■ Information:
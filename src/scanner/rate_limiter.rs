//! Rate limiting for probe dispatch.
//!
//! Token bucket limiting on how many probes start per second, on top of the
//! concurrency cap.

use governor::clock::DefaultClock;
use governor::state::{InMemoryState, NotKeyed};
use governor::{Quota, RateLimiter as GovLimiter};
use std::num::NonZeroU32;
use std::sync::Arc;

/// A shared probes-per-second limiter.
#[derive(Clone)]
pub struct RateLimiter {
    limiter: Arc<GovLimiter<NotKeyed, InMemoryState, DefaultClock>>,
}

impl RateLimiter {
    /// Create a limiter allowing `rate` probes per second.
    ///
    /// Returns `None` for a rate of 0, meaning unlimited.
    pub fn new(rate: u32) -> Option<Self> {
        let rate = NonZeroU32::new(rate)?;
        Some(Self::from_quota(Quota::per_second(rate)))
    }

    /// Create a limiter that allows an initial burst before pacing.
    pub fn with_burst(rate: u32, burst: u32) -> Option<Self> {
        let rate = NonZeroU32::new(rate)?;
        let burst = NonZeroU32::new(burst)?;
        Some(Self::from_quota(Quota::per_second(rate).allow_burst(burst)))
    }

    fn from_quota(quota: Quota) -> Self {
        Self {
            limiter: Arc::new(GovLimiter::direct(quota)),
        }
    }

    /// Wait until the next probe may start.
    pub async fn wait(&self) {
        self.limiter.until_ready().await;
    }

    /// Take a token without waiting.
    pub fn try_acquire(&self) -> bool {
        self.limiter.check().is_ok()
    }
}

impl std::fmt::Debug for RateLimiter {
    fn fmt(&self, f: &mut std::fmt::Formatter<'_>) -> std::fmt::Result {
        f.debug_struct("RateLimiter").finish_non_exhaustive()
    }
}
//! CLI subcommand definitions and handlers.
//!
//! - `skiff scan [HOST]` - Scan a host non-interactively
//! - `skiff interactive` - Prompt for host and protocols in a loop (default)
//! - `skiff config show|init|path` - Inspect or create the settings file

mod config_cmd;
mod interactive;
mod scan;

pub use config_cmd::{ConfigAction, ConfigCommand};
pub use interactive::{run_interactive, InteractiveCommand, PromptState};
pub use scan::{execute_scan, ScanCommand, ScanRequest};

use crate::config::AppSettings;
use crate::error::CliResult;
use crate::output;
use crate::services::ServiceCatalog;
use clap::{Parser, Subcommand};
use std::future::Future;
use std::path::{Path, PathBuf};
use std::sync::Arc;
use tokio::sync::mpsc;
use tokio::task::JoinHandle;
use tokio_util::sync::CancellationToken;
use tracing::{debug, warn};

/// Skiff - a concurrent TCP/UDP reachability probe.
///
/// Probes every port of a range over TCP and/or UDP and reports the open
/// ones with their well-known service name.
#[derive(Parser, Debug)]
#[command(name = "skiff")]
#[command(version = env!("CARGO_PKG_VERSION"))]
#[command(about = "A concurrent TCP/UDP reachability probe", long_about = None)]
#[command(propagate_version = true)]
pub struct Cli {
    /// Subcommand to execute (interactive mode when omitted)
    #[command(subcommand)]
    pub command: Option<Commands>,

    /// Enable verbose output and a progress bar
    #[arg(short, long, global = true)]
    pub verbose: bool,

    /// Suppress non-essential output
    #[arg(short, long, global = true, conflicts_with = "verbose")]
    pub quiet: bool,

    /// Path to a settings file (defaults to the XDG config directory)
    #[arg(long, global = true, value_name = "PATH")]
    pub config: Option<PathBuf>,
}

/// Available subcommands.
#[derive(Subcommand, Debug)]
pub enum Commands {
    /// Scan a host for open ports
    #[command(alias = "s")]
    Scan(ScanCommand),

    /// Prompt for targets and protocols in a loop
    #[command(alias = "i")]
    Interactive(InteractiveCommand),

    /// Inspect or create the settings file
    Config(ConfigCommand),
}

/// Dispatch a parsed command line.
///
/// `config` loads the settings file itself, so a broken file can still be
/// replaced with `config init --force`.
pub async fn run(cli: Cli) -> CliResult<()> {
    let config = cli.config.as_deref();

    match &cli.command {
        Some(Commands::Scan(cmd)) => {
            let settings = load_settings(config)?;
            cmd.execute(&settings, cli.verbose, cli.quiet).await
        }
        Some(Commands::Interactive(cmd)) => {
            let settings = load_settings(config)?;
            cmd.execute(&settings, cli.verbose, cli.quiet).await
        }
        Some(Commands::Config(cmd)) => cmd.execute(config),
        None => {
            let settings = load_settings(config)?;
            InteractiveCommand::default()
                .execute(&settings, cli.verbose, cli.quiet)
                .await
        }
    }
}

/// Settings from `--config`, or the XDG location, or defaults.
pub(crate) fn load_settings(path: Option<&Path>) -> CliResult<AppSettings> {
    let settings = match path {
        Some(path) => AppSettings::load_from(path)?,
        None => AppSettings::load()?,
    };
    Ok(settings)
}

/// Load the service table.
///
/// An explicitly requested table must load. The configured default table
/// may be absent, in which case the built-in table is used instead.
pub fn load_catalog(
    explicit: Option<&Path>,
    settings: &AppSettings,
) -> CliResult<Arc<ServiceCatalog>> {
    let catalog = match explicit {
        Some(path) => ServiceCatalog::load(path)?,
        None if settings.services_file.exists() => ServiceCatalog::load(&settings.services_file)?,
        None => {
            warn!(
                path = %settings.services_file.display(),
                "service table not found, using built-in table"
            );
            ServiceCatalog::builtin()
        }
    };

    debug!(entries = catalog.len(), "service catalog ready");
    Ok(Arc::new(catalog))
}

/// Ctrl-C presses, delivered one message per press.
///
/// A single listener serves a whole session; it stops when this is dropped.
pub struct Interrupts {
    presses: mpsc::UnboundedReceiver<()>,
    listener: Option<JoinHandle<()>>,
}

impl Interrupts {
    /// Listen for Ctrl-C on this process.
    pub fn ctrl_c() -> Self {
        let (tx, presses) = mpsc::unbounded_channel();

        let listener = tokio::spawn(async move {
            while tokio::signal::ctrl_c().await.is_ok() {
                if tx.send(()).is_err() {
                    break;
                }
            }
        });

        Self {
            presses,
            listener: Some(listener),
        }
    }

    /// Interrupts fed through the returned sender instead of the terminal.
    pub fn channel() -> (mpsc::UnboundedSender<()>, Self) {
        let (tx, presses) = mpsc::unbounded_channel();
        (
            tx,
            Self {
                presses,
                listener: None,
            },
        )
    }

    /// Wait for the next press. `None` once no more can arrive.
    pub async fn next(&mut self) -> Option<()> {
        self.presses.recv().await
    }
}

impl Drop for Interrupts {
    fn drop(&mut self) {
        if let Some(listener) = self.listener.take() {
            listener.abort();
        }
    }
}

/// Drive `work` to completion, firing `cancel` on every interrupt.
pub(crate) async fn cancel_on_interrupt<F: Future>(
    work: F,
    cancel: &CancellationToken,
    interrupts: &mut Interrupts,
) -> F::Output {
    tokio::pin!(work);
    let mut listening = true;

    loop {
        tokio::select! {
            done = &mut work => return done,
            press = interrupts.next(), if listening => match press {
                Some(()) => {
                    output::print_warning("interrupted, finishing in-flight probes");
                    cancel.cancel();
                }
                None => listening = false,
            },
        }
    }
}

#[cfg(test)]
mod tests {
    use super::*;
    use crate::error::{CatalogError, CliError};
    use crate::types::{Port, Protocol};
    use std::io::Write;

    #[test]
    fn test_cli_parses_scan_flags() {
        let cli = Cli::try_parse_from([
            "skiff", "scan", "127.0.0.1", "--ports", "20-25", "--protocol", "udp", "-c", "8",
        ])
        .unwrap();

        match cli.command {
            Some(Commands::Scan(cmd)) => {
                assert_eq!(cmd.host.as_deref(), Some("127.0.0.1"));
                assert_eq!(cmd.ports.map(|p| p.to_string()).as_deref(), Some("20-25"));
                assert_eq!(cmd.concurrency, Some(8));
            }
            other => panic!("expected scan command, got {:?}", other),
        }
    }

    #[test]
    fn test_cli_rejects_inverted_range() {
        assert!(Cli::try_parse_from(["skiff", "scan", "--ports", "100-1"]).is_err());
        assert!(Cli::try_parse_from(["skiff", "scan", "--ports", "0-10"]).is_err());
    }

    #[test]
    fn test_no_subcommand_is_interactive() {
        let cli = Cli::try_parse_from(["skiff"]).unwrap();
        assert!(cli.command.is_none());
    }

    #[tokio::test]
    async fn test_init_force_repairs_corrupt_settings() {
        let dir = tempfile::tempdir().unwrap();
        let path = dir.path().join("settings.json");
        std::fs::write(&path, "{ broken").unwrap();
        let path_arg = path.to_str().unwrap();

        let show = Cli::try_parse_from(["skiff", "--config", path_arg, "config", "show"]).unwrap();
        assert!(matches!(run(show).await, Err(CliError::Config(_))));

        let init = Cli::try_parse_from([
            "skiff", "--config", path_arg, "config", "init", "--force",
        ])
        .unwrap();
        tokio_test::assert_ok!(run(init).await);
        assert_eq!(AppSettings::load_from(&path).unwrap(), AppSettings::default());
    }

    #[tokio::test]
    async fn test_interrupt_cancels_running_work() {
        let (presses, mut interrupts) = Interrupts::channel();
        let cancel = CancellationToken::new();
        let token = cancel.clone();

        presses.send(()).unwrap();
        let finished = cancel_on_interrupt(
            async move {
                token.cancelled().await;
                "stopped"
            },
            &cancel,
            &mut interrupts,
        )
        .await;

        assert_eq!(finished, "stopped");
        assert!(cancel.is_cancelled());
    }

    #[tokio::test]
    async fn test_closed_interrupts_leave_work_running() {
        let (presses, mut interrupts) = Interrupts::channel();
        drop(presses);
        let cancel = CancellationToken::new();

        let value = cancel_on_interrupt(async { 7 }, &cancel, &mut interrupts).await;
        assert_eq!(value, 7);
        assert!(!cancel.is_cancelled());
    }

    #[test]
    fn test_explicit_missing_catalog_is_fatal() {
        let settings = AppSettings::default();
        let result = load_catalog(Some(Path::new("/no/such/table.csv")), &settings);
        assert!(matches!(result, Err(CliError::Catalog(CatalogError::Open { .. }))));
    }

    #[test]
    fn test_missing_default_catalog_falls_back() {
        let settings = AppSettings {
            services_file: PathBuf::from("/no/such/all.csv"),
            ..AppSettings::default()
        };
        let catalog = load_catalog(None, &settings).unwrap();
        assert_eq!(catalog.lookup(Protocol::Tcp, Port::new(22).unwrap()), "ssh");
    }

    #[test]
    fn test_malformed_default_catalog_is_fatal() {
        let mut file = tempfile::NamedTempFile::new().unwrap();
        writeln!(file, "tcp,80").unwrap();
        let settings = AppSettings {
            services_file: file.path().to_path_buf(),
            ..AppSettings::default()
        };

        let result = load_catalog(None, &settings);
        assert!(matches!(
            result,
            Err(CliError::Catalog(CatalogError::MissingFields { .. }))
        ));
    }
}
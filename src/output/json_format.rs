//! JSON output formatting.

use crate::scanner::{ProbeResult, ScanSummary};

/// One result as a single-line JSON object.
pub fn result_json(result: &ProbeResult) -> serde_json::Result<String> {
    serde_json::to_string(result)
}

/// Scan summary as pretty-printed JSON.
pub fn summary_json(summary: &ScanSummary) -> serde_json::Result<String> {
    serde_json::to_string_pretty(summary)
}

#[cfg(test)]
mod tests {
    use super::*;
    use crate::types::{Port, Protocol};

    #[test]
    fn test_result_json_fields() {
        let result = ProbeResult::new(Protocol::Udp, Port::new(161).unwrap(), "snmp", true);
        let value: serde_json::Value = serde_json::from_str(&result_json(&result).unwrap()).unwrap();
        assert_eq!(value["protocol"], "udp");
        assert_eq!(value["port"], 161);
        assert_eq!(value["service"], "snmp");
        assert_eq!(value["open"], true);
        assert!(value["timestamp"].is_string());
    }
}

■ Your task: Give back the listing exactly, please, from its first line to the line containing "use crate::config::AppSettings;", inclusive, and nothing past that line.

■ Task answer:
filename src/scanner/rate_limiter.rs
//! Rate limiting for probe dispatch.
//!
//! Token bucket limiting on how many probes start per second, on top of the
//! concurrency cap.

use governor::clock::DefaultClock;
use governor::state::{InMemoryState, NotKeyed};
use governor::{Quota, RateLimiter as GovLimiter};
use std::num::NonZeroU32;
use std::sync::Arc;

/// A shared probes-per-second limiter.
#[derive(Clone)]
pub struct RateLimiter {
    limiter: Arc<GovLimiter<NotKeyed, InMemoryState, DefaultClock>>,
}

impl RateLimiter {
    /// Create a limiter allowing `rate` probes per second.
    ///
    /// Returns `None` for a rate of 0, meaning unlimited.
    pub fn new(rate: u32) -> Option<Self> {
        let rate = NonZeroU32::new(rate)?;
        Some(Self::from_quota(Quota::per_second(rate)))
    }

    /// Create a limiter that allows an initial burst before pacing.
    pub fn with_burst(rate: u32, burst: u32) -> Option<Self> {
        let rate = NonZeroU32::new(rate)?;
        let burst = NonZeroU32::new(burst)?;
        Some(Self::from_quota(Quota::per_second(rate).allow_burst(burst)))
    }

    fn from_quota(quota: Quota) -> Self {
        Self {
            limiter: Arc::new(GovLimiter::direct(quota)),
        }
    }

    /// Wait until the next probe may start.
    pub async fn wait(&self) {
        self.limiter.until_ready().await;
    }

    /// Take a token without waiting.
    pub fn try_acquire(&self) -> bool {
        self.limiter.check().is_ok()
    }
}

impl std::fmt::Debug for RateLimiter {
    fn fmt(&self, f: &mut std::fmt::Formatter<'_>) -> std::fmt::Result {
        f.debug_struct("RateLimiter").finish_non_exhaustive()
    }
}
//! CLI subcommand definitions and handlers.
//!
//! - `skiff scan [HOST]` - Scan a host non-interactively
//! - `skiff interactive` - Prompt for host and protocols in a loop (default)
//! - `skiff config show|init|path` - Inspect or create the settings file

mod config_cmd;
mod interactive;
mod scan;

pub use config_cmd::{ConfigAction, ConfigCommand};
pub use interactive::{run_interactive, InteractiveCommand, PromptState};
pub use scan::{execute_scan, ScanCommand, ScanRequest};

use crate::config::AppSettings;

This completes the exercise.